The world’s leading publication for data science, AI, and ML professionals.

Deep Learning Illustrated, Part 3: Convolutional Neural Networks

An illustrated and intuitive guide on the inner workings of a CNN

Welcome to Part 3 of our illustrated journey through Deep Learning. If you’ve missed the previous articles, definitely go back to read them. They lay the groundwork for what we’re about to dive into today.

Deep Learning, Illustrated

To quickly recap, we previously discussed the inner workings of neural networks by building a simple model to predict the daily revenue of an ice cream shop.
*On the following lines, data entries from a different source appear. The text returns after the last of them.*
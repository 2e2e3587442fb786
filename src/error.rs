use crate::primitive_type::PrimitiveType;
use serde_json::{json, Map, Value};
use std::{error, fmt};

/// An error that can occur during schema compilation.
#[derive(Debug, PartialEq)]
pub enum CompilationError {
    /// The schema (or a part of it) does not have the shape the keyword expects.
    SchemaError,
}

impl fmt::Display for CompilationError {
    fn fmt(&self, f: &mut fmt::Formatter<'_>) -> fmt::Result {
        match self {
            CompilationError::SchemaError => write!(f, "Schema compilation error"),
        }
    }
}
impl error::Error for CompilationError {}

impl From<regex::Error> for CompilationError {
    fn from(_: regex::Error) -> Self {
        CompilationError::SchemaError
    }
}
impl From<url::ParseError> for CompilationError {
    fn from(_: url::ParseError) -> Self {
        CompilationError::SchemaError
    }
}

/// Whether a bound is the lower or the upper one. Shared by numeric,
/// property-count and item-count checks.
#[derive(Debug, Clone, Copy, PartialEq)]
pub enum Limit {
    /// The lower bound.
    Minimum,
    /// The upper bound.
    Maximum,
}

/// Expected type(s) carried by a `wrong-type` error.
#[derive(Debug, Clone)]
pub enum TypeKind {
    /// A single expected type.
    Single(PrimitiveType),
    /// A set of acceptable types.
    Multiple(Vec<PrimitiveType>),
}

/// An error that can occur during validation.
///
/// The error is a value: `kind` is the discriminated payload and `data` is
/// the offending part of the instance. [`ValidationError::to_value`] renders
/// the record as a JSON mapping with an `error` discriminant field.
#[derive(Debug)]
pub struct ValidationError {
    kind: ValidationErrorKind,
    data: Value,
}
We found that neural networks can handle complex problems by harnessing the combined power of several neurons. This allows them to uncover patterns in data that might otherwise be hard to recognize. We also learned that neural networks primarily solve two types of problems: Regression or Classification.

Just as we built a revenue prediction model, we can create models to address diverse problems by modifying the structure. Convolutional Neural Networks (CNNs) are specialized models designed for image recognition tasks. However, they rely on the same fundamental principles as the models we have encountered thus far (plus a few more steps). Today, we will explore the inner workings of a CNN and understand exactly what is happening behind the scenes.

For our first-ever CNN, let’s build an X-or-not-X model. This model should determine whether an image represents an X or not.

Groundbreaking, I know. For fellow Silicon Valley watchers, this model is very much inspired by my boy Jian Yang’s brilliant hotdog-not-hotdog app.

In our revenue model, we used two inputs – temperature and day of the week – to predict revenue. These were easy to input because they were numerical. But how do we input images into a neural network instead of numerical values?

The answer is rather straightforward. When we zoom into an image, we see that it’s basically just a bunch of pixels:

Since our X is a simple black and white image, let’s designate each pixel as either a 1 (representing a black pixel) or a 0 (representing a white pixel). These pixels are stored as a matrix of 0s and 1s.

We can convert this 5×5 matrix into a column:

And this column of 25 (5×5) 1s and 0s can now be our inputs into the neural network:

From the previous article, we also know that a trained neural network comes with weight and bias terms. Let’s assume this is a trained neural network, then here, we’ll have 25 inputs to this neuron, each with its own weight, plus one bias term. If we want to create a more complex neural network (as images typically require), we need to add more neurons and/or layers. However, this increase will exponentially increase the number of weights and bias terms that need to be optimized, requiring significant computational power.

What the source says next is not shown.